Stored data
____

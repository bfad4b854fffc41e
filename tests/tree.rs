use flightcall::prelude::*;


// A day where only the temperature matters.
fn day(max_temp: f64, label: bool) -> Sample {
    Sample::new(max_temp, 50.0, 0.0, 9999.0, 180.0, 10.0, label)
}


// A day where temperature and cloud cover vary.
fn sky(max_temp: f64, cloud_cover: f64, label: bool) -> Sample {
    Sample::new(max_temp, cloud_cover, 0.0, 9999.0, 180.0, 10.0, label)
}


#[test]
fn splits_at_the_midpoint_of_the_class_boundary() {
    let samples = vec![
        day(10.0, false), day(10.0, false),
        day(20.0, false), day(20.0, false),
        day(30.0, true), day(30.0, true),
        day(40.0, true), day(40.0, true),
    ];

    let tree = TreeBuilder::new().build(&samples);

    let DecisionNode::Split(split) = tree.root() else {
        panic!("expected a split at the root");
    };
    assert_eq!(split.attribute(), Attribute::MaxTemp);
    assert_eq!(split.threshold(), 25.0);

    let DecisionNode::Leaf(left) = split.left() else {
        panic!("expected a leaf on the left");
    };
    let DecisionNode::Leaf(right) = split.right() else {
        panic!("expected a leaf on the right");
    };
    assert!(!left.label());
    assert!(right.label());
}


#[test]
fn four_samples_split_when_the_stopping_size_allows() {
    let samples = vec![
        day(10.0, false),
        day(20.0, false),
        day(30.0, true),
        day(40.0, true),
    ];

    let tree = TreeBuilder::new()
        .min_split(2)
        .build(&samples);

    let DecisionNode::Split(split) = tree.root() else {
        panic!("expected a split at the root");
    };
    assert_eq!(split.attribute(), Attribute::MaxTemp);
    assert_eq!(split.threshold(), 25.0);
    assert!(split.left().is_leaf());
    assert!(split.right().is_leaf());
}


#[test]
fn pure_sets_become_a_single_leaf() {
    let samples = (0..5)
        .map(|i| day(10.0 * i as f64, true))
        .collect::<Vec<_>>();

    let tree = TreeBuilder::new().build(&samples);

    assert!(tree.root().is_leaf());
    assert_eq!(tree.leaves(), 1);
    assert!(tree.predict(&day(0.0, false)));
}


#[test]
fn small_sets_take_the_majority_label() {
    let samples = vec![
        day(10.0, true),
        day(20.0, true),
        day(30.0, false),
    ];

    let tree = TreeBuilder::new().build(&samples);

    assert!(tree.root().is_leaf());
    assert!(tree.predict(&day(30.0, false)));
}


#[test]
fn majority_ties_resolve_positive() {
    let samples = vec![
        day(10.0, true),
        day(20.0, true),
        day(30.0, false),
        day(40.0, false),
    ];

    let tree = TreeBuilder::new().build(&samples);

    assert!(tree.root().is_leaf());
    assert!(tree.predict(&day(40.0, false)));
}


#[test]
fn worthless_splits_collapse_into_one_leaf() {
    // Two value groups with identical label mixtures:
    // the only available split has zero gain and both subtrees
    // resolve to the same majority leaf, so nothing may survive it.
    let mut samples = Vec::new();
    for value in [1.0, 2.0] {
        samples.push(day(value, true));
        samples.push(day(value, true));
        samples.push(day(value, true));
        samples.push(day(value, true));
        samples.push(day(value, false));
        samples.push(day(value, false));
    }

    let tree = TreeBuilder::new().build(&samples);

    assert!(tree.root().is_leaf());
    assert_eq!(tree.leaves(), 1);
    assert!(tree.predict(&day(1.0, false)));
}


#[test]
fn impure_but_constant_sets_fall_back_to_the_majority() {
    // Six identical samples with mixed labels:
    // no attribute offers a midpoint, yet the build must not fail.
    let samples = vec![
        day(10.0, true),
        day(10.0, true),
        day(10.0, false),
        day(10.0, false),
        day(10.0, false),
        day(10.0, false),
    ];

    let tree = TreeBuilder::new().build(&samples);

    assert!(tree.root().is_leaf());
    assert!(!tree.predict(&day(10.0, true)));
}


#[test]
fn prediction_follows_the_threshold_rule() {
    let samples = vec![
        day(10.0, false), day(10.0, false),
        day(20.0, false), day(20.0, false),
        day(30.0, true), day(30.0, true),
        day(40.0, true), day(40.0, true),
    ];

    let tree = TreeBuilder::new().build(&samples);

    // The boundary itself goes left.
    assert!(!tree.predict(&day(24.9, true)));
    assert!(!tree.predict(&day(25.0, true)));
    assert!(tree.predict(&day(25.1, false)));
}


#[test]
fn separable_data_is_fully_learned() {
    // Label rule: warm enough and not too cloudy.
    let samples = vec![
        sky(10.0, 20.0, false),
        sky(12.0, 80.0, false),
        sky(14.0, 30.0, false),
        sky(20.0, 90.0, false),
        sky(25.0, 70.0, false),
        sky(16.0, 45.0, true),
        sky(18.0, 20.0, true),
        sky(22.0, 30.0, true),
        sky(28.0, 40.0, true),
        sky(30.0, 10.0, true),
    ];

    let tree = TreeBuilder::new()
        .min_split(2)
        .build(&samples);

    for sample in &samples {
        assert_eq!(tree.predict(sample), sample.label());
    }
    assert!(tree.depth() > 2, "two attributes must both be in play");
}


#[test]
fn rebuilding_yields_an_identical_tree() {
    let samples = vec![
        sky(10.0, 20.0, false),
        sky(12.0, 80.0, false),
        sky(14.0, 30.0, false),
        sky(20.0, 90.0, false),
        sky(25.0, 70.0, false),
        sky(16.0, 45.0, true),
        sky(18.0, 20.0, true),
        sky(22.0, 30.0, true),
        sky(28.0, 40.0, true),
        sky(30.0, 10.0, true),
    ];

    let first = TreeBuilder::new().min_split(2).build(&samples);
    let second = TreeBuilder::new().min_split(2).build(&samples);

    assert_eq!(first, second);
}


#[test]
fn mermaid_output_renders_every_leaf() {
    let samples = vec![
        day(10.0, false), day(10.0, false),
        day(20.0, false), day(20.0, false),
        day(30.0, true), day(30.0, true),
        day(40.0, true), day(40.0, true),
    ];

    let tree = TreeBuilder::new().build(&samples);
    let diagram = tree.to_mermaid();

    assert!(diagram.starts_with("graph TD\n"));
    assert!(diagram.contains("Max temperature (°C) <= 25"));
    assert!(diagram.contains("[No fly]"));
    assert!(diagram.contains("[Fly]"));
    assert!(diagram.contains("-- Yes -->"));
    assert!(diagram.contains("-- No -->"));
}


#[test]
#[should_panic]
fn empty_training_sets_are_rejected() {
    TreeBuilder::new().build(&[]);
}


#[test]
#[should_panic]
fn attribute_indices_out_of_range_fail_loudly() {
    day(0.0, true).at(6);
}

____

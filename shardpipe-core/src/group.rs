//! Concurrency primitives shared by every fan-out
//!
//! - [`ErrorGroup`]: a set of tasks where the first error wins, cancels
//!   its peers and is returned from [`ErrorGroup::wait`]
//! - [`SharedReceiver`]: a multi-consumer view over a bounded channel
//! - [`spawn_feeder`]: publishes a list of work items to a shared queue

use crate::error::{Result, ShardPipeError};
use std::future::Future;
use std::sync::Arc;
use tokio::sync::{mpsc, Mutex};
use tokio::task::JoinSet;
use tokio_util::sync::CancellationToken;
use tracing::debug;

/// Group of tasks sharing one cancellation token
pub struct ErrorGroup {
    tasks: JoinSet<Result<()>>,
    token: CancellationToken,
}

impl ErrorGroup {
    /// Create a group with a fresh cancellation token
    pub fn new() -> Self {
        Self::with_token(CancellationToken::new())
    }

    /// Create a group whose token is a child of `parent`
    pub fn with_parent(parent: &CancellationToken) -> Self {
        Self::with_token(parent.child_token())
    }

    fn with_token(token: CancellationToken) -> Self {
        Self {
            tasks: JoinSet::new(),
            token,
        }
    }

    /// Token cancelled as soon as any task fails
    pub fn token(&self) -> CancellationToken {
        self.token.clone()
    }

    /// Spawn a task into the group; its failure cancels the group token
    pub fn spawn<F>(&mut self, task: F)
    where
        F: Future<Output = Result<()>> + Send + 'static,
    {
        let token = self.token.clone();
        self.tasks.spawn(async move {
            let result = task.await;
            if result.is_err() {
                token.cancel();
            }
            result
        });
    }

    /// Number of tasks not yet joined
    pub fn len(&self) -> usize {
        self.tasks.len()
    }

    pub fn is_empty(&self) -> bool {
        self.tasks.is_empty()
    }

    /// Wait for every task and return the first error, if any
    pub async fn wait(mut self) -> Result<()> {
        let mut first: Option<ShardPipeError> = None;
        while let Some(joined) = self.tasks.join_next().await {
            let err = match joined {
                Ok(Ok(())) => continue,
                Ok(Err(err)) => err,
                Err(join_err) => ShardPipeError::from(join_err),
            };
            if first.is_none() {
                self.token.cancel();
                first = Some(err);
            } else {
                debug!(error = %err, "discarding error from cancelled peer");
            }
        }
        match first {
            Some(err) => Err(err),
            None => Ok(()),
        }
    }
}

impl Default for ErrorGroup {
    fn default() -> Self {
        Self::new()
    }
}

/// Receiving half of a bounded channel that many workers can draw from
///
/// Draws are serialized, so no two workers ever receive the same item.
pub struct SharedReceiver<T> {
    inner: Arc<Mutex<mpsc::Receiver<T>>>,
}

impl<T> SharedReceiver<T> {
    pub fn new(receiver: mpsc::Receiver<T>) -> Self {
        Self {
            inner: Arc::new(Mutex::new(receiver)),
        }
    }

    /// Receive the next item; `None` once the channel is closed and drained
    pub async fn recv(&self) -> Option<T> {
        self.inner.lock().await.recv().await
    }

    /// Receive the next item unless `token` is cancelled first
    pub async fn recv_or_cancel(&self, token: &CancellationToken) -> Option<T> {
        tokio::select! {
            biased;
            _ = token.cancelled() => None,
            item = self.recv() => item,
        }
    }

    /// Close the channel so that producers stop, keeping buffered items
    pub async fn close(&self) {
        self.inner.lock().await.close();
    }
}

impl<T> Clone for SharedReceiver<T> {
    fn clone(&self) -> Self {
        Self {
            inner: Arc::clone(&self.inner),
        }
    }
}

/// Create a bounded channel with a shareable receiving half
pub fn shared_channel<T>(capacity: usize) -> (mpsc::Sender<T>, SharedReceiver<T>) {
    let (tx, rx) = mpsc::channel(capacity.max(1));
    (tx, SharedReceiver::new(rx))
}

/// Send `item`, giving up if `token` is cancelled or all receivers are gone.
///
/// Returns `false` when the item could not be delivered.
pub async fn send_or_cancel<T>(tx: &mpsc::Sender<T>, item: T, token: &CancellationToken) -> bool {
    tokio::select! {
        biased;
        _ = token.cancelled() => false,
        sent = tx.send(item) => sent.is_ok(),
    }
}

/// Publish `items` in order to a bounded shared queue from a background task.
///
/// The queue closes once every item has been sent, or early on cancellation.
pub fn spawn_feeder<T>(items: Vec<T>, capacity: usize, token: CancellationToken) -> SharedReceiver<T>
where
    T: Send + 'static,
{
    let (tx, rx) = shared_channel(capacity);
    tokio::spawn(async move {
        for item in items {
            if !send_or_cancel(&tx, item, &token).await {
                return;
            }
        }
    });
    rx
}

____

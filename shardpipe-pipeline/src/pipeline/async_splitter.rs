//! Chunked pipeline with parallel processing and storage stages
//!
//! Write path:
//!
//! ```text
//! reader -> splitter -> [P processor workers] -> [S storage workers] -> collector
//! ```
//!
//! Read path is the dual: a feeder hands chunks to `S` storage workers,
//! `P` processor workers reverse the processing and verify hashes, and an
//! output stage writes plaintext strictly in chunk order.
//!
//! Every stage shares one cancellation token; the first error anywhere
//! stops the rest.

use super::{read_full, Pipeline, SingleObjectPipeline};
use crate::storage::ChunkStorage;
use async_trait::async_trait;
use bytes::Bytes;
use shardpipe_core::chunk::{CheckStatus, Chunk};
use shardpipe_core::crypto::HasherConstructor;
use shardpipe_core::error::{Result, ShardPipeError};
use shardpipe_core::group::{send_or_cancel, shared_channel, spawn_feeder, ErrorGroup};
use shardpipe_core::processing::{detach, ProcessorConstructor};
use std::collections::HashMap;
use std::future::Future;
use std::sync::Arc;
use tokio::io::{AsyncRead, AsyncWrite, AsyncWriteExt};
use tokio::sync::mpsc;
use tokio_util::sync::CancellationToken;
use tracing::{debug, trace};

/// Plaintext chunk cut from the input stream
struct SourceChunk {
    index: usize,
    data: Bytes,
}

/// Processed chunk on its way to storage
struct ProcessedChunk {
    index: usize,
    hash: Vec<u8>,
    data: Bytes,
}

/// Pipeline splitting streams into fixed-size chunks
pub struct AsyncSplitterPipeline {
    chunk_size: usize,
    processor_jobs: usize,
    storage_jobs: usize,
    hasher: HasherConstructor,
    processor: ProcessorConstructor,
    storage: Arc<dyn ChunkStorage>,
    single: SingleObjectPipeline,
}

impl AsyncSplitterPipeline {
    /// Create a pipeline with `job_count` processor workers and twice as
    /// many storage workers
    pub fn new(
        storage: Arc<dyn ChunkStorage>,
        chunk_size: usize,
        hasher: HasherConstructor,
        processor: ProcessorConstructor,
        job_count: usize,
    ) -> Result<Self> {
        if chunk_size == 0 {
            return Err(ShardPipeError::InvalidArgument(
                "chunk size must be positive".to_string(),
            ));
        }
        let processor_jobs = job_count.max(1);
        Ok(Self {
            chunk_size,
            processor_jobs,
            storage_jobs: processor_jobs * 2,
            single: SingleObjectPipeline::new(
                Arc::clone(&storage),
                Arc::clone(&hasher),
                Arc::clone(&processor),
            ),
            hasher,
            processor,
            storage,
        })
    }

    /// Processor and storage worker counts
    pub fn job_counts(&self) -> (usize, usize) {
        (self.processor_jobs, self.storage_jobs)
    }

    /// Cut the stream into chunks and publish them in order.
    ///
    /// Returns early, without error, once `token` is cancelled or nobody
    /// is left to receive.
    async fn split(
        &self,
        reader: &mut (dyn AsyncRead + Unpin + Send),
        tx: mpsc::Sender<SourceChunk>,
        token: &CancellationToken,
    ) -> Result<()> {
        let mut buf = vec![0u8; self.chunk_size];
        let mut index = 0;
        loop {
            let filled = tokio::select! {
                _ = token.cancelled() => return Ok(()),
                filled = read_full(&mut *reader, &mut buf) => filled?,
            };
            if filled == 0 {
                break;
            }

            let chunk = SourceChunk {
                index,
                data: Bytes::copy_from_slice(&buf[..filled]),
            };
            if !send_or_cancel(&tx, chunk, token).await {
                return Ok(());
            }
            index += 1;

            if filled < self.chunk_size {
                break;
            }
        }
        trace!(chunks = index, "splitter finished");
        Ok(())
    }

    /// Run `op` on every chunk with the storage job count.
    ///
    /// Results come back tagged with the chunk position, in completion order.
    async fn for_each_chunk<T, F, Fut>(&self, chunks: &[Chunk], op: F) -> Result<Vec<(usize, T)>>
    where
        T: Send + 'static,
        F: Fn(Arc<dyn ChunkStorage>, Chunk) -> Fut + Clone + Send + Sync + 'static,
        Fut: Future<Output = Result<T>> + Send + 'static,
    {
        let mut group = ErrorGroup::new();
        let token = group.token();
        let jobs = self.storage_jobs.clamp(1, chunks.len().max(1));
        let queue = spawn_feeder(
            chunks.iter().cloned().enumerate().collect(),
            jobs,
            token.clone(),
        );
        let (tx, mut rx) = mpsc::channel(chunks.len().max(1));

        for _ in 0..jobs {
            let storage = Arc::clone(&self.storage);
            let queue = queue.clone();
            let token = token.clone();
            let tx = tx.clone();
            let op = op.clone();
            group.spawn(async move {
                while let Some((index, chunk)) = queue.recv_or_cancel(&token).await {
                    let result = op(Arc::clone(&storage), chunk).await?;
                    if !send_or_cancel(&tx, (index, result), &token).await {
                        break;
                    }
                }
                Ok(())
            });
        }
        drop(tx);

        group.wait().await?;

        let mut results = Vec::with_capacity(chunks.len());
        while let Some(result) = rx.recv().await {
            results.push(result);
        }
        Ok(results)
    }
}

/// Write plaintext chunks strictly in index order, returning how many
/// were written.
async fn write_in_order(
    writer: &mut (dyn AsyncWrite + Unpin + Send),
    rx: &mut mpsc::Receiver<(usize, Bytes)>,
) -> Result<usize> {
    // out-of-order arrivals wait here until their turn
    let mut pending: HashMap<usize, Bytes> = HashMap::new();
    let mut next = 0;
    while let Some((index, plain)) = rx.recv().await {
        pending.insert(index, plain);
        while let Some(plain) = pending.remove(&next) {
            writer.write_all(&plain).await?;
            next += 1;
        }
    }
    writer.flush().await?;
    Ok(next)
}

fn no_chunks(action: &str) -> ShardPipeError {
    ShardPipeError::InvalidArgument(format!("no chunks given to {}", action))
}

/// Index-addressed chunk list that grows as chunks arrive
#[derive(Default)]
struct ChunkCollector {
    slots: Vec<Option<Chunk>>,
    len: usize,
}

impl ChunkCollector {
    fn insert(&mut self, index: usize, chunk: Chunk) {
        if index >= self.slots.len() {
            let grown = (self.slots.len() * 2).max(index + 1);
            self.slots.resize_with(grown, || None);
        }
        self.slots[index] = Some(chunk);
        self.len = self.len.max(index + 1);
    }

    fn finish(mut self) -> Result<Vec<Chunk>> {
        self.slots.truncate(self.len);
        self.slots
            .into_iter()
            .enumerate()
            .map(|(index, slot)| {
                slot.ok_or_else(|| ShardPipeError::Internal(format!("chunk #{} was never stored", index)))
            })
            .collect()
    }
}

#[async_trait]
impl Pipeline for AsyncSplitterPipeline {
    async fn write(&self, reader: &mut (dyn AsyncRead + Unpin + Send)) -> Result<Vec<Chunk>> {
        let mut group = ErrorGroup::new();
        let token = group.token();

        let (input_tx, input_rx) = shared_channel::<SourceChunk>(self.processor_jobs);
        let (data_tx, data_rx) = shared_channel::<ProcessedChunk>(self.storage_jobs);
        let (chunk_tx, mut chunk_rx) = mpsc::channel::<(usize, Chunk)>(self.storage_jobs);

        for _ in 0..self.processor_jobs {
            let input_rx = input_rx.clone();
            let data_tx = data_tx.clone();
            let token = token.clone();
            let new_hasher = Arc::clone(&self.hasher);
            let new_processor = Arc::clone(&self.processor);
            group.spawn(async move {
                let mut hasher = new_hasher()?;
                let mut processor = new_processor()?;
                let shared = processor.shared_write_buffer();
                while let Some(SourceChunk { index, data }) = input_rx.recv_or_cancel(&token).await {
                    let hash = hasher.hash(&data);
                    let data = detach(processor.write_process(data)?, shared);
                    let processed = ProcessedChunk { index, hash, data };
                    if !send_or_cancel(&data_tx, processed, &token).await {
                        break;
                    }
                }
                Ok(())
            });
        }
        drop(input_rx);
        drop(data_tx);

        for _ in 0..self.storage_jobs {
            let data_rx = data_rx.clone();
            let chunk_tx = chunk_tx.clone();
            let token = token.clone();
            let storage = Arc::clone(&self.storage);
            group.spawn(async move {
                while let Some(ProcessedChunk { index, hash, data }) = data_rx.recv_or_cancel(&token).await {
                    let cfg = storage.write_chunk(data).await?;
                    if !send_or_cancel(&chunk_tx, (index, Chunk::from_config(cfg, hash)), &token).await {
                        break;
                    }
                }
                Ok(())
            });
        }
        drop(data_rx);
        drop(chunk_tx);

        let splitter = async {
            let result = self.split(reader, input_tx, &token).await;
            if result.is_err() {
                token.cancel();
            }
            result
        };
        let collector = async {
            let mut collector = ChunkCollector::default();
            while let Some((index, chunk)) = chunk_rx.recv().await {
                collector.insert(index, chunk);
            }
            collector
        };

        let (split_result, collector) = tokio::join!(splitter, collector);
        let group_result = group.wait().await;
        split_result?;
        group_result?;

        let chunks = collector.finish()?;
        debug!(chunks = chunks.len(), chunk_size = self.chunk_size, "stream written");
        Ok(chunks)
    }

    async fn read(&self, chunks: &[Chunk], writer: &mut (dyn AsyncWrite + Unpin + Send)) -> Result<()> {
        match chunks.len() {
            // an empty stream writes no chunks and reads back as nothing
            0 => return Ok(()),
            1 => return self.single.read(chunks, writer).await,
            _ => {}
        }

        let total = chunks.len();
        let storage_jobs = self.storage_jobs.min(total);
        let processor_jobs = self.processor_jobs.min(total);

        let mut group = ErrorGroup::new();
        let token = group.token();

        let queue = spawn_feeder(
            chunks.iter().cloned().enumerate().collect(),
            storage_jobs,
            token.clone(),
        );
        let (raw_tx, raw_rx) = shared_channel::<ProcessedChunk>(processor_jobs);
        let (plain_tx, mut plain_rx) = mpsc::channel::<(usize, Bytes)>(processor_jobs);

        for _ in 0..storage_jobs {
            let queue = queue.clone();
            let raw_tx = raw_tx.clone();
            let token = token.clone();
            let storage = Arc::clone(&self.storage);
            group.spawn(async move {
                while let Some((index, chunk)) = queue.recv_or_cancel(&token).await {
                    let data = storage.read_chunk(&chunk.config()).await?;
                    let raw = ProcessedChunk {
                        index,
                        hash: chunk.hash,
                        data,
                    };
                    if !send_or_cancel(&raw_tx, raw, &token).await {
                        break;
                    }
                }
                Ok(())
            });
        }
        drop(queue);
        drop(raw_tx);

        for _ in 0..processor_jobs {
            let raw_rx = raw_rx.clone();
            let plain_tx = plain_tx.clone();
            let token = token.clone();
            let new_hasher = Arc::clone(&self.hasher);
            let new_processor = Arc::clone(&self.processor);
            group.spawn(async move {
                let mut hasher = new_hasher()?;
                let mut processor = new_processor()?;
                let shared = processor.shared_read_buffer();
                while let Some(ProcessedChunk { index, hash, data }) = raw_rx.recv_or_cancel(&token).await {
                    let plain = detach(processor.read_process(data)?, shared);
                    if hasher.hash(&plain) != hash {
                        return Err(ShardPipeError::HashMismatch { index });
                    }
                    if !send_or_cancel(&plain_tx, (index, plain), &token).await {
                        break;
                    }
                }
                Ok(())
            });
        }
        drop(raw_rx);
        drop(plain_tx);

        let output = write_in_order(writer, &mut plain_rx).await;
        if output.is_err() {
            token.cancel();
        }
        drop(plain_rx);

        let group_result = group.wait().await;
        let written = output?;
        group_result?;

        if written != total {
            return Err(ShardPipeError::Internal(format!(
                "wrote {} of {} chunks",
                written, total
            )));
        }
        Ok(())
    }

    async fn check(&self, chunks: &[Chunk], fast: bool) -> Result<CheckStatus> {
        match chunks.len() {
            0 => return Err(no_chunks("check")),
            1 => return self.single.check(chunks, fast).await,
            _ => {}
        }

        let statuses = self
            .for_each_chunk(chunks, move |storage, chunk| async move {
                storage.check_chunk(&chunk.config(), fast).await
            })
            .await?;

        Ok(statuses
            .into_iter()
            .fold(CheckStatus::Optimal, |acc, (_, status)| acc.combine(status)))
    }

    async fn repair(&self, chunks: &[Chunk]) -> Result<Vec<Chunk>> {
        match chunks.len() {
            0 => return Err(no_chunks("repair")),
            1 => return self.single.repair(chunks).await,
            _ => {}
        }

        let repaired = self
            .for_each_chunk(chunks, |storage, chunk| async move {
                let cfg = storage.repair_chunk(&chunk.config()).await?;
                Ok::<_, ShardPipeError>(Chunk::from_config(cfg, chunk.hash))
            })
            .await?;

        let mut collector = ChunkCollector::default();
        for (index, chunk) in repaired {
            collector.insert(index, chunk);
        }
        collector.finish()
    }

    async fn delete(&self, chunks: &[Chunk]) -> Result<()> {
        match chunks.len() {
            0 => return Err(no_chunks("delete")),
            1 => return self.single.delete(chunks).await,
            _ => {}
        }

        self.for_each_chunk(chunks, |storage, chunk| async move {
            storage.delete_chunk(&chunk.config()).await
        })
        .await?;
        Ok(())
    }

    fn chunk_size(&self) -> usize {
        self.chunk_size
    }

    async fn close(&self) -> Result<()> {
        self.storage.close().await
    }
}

____

Task statement =
Could you return exactly the stretch of the data above that starts at the line with "a background task." and ends at the line with "for item in", both lines included?

Exercise result =
/// Publish `items` in order to a bounded shared queue from a background task.
///
/// The queue closes once every item has been sent, or early on cancellation.
pub fn spawn_feeder<T>(items: Vec<T>, capacity: usize, token: CancellationToken) -> SharedReceiver<T>
where
    T: Send + 'static,
{
    let (tx, rx) = shared_channel(capacity);
    tokio::spawn(async move {
        for item in items {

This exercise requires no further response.